Source material START

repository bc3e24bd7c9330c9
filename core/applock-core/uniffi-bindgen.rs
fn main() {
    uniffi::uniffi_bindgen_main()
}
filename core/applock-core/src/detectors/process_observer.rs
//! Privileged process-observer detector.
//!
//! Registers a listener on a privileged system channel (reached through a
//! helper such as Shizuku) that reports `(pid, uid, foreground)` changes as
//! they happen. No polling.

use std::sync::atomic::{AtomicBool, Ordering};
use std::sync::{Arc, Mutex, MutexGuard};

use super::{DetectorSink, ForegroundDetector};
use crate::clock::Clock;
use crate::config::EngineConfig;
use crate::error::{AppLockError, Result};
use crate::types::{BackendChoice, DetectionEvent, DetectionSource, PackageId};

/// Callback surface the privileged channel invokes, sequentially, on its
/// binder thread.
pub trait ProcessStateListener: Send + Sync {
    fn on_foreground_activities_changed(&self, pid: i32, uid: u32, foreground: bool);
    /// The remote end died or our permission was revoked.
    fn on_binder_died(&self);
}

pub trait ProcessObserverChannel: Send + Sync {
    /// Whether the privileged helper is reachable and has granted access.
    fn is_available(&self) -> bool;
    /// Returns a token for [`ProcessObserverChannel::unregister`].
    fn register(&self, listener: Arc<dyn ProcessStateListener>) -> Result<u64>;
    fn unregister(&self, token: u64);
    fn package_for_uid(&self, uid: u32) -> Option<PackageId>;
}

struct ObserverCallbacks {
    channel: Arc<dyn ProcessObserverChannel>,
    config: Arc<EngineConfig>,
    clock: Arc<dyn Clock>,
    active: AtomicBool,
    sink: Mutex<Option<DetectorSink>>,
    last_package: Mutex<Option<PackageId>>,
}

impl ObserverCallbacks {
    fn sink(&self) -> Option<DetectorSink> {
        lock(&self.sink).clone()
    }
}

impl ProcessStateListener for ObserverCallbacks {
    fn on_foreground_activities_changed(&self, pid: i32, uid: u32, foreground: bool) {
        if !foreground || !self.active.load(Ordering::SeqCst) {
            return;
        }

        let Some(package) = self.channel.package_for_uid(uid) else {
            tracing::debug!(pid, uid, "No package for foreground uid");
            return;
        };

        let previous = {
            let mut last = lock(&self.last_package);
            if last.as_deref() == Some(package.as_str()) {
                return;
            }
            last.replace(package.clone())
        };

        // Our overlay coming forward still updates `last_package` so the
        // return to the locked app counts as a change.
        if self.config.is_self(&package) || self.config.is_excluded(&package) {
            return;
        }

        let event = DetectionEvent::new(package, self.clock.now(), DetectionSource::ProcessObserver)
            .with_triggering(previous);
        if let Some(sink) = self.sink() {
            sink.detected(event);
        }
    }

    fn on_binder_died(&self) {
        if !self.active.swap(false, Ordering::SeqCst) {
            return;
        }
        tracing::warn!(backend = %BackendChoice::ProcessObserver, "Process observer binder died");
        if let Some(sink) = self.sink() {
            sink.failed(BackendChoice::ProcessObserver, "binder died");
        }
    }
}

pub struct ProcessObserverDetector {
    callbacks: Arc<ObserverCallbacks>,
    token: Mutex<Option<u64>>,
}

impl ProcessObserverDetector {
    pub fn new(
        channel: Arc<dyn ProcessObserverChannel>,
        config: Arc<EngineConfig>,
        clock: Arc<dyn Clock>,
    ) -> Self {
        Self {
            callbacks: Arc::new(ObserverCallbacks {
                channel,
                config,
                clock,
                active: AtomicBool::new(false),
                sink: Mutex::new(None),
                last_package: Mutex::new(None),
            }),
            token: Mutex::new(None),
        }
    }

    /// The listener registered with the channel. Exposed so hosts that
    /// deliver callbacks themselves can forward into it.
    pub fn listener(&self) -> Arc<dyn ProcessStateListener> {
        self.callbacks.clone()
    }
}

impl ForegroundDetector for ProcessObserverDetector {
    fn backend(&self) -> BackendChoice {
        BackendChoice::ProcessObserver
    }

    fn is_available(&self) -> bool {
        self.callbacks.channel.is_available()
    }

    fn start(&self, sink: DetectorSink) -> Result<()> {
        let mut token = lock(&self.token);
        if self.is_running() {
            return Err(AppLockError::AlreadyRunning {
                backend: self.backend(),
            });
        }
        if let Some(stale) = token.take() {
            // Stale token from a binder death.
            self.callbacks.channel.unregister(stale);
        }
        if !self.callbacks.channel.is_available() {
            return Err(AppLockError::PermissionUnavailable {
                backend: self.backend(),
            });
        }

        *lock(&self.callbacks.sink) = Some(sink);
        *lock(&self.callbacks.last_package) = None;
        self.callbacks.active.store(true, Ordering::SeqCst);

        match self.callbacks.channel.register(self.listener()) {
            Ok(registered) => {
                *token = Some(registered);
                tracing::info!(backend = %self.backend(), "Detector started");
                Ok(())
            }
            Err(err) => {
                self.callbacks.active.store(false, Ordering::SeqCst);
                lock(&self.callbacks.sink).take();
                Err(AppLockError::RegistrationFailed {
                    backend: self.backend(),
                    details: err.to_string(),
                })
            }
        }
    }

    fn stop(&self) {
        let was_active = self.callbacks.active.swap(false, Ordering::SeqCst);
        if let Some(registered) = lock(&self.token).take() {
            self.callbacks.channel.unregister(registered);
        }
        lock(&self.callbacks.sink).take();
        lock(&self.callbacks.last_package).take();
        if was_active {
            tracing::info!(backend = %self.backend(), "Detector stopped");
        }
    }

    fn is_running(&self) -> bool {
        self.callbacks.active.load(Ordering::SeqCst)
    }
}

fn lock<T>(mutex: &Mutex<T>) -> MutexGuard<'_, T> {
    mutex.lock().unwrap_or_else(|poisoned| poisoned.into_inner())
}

Source material END
Source material START

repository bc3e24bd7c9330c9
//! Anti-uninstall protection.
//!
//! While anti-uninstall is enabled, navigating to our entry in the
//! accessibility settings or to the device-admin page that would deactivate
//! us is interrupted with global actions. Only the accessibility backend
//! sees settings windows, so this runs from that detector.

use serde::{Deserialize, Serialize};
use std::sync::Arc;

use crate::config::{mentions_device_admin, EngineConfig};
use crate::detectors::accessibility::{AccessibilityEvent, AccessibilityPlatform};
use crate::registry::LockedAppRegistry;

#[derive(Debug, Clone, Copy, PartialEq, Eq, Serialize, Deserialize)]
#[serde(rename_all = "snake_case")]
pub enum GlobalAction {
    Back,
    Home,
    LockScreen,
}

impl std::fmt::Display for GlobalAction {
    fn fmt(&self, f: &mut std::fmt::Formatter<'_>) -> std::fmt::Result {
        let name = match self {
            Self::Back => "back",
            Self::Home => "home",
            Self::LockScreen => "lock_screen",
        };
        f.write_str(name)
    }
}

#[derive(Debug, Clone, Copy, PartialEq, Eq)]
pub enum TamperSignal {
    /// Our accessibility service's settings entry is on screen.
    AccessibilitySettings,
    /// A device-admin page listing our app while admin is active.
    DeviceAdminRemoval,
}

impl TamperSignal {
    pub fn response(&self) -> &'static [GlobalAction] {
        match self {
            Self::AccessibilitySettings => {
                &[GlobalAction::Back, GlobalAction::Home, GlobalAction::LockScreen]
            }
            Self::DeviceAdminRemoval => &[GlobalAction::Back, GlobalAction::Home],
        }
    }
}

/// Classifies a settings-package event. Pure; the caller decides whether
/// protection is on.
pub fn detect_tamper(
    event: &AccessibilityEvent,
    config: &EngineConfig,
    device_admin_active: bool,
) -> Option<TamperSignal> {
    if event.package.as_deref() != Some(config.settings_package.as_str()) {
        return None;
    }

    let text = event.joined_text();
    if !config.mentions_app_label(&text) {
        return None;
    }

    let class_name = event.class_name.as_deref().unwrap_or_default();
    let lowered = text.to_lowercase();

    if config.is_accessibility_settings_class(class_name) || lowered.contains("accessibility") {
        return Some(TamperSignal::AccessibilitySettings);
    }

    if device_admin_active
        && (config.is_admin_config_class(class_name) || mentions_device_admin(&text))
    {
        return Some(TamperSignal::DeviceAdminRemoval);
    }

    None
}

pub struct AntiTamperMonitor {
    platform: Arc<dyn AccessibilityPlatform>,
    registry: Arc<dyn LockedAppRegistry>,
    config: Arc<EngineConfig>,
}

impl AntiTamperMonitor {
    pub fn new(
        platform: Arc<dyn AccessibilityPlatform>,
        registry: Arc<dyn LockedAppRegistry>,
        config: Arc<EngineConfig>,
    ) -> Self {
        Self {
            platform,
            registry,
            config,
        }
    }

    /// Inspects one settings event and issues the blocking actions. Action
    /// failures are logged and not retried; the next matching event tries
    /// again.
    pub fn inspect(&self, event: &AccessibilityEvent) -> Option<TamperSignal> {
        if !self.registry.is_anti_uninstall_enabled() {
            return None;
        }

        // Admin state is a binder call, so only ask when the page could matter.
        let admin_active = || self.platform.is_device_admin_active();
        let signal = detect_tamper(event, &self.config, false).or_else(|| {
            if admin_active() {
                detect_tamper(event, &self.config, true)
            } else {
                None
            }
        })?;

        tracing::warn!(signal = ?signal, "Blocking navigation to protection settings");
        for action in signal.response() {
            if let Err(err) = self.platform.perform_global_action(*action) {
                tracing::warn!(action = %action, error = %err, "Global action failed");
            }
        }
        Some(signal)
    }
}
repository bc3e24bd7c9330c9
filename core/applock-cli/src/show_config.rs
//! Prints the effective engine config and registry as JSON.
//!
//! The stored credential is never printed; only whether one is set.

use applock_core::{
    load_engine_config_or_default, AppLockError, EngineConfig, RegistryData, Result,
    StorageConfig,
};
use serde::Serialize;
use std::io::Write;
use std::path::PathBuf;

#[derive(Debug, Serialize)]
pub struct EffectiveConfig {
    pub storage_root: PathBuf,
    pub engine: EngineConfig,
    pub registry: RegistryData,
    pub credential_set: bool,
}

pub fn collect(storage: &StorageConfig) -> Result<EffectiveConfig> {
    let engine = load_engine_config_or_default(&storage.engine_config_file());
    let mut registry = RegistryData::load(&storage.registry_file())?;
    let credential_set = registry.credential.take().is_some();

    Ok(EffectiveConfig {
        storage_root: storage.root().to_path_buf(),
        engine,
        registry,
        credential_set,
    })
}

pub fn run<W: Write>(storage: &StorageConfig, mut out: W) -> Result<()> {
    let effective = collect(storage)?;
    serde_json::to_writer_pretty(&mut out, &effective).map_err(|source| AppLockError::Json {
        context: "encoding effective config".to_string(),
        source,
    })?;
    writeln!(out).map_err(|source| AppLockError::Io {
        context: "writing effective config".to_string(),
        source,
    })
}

Source material END

Task details » What lines in the data include the string "registered"? Copy each one.

Answer box »
    /// The listener registered with the channel. Exposed so hosts that
            Ok(registered) => {
                *token = Some(registered);
        if let Some(registered) = lock(&self.token).take() {
            self.callbacks.channel.unregister(registered);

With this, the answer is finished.